Online Dating Burnout
“Burnout in online dating mirrors occupational burnout and consists of emotional exhaustion, depersonalization of dating partners, and reduced feelings of accomplishment or efficacy in forming relationships.” Balassanian, N. (2025).
Choice Capacity
“Choice capacity refers to the number of options users can meaningfully process before additional options reduce engagement, satisfaction, or matching success. This capacity varies systematically across users and contexts.” Jung, et al., (2022).
Decision Fatigue
“Decision fatigue occurs when repeated decision-making leads individuals to rely more on heuristics, disengage from choices, or delegate decisions to external systems, resulting in lower satisfaction and reduced agency.” - Thomas, et al., (2025).
Locomotion Decision Mode
“Locomotion reflects a self-regulatory orientation focused on movement and progress, emphasizing speed and action over evaluation. In dating apps, this orientation manifests as rapid swiping with limited deliberation.” - Thomas et al. (2025).
Assessment Decision Mode
“Assessment reflects a self-regulatory orientation focused on comparison, evaluation, and correctness, which can become psychologically burdensome when the number of available options is large.” - Thomas et al. (2025).

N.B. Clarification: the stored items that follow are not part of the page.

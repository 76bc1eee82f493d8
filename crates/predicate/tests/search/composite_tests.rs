//! Tests for composite criteria: OR across value groups, AND within a group.

use helios_predicate::types::{
    CompositeValue, Criterion, QuantityValue, SearchModifier, SearchPrefix, SearchValue,
};
use helios_predicate::{DefectError, PredicateError};

use crate::common::*;

fn group(code: &str, value: QuantityValue) -> SearchValue {
    SearchValue::Composite(CompositeValue {
        criteria: vec![
            Criterion::new(observation_code()).with_value(loinc(code)),
            Criterion::new(observation_value_quantity()).with_value(SearchValue::Quantity(value)),
        ],
    })
}

fn seed_observations(harness: &TestHarness) {
    let code = observation_code();
    let value = observation_value_quantity();
    harness.index(
        "Observation",
        "hr-high",
        vec![(&code, loinc_row("8867-4")), (&value, ucum_row("120", "/min"))],
    );
    harness.index(
        "Observation",
        "hr-normal",
        vec![(&code, loinc_row("8867-4")), (&value, ucum_row("70", "/min"))],
    );
    harness.index(
        "Observation",
        "rr-high",
        vec![(&code, loinc_row("9279-1")), (&value, ucum_row("30", "/min"))],
    );
}

// ============================================================================
// Composite Search Tests
// ============================================================================

#[tokio::test]
async fn test_composite_group_ands_components() {
    let harness = TestHarness::new();
    seed_observations(&harness);

    let criterion = Criterion::new(observation_code_value_quantity()).with_value(group(
        "8867-4",
        QuantityValue::new(dec("100")).with_prefix(SearchPrefix::Gt),
    ));
    assert_eq!(
        harness.search("Observation", &[criterion]).await,
        ids(&["hr-high"])
    );
}

#[tokio::test]
async fn test_composite_groups_or() {
    let harness = TestHarness::new();
    seed_observations(&harness);

    let criterion = Criterion::new(observation_code_value_quantity()).with_values([
        group("8867-4", QuantityValue::new(dec("100")).with_prefix(SearchPrefix::Gt)),
        group("9279-1", QuantityValue::new(dec("25")).with_prefix(SearchPrefix::Gt)),
    ]);
    assert_eq!(
        harness.search("Observation", &[criterion]).await,
        ids(&["hr-high", "rr-high"])
    );
}

/// A composite criterion ANDs with its siblings like any other.
#[tokio::test]
async fn test_composite_and_sibling_criterion() {
    let harness = TestHarness::new();
    seed_observations(&harness);
    let status = observation_status();
    harness.index(
        "Observation",
        "hr-amended",
        vec![
            (&observation_code(), loinc_row("8867-4")),
            (&observation_value_quantity(), ucum_row("150", "/min")),
            (&status, code_row("amended")),
        ],
    );

    let criteria = [
        Criterion::new(observation_code_value_quantity()).with_value(group(
            "8867-4",
            QuantityValue::new(dec("100")).with_prefix(SearchPrefix::Gt),
        )),
        Criterion::new(status).with_value(SearchValue::token("amended")),
    ];
    assert_eq!(
        harness.search("Observation", &criteria).await,
        ids(&["hr-amended"])
    );
}

#[tokio::test]
async fn test_composite_rejects_modifier() {
    let harness = TestHarness::new();

    let criterion = Criterion::new(observation_code_value_quantity())
        .with_modifier(SearchModifier::Exact)
        .with_value(group("8867-4", QuantityValue::new(dec("100"))));
    let err = harness.compile("Observation", &[criterion]).await.unwrap_err();
    assert!(matches!(
        err,
        PredicateError::Defect(DefectError::ModifierOnComposite { .. })
    ));
}

#[tokio::test]
async fn test_composite_component_defect_propagates() {
    let harness = TestHarness::new();

    let criterion = Criterion::new(observation_code_value_quantity()).with_value(
        SearchValue::Composite(CompositeValue {
            criteria: vec![Criterion::new(patient_name()).with_value(SearchValue::string("x"))],
        }),
    );
    let err = harness.compile("Observation", &[criterion]).await.unwrap_err();
    assert!(matches!(
        err,
        PredicateError::Defect(DefectError::ParameterNotOnType { .. })
    ));
}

Perceived Abundance of Alternatives
“Perceived abundance of alternatives refers to the subjective belief that one has many viable mating options, which can undermine commitment and increase dissatisfaction with available partners.” - Apostolou, M. (2024).
Mate Choice Plurality
“Mate choice plurality denotes the perception that multiple potential mates are simultaneously available, increasing choice difficulty and, in some cases, contributing to prolonged singlehood.” - Apostolou, M. (2024).
Fear of Being Single
“Fear of being single reflects concern about long-term romantic solitude and can paradoxically increase when individuals are exposed to large numbers of potential partners.” - Thomas, M.F. (2022).
Gamification (of Dating Apps)
“Gamification refers to the application of game-design elements such as swiping, rewards, and variable reinforcement schedules, which increase engagement but may reduce relational depth.” - McCarthy, C. (2022).
Partner Disposability
“Dating apps normalize the perception that potential partners are easily replaceable, encouraging rapid dismissal and reducing emotional investment in any single interaction.” - Medina-Bravo et al. (2023).
Mate Discarding
“Mate discarding is a multi-stage process through which users progressively eliminate potential partners, often with minimal interaction, facilitated by platform affordances.” - Medina-Bravo et al. (2023).
Chronic Romantic Rejection
“Chronic rejection is experienced when individuals perceive romantic rejection as frequent, enduring, and uncontrollable, rather than situational or episodic.” - Ly (2024)
Relational Withdrawal
“Relational withdrawal refers to behavioral disengagement from romantic pursuit following cumulative negative experiences such as rejection, fatigue, or emotional exhaustion.” - Ly (2024); Balassanian (2025).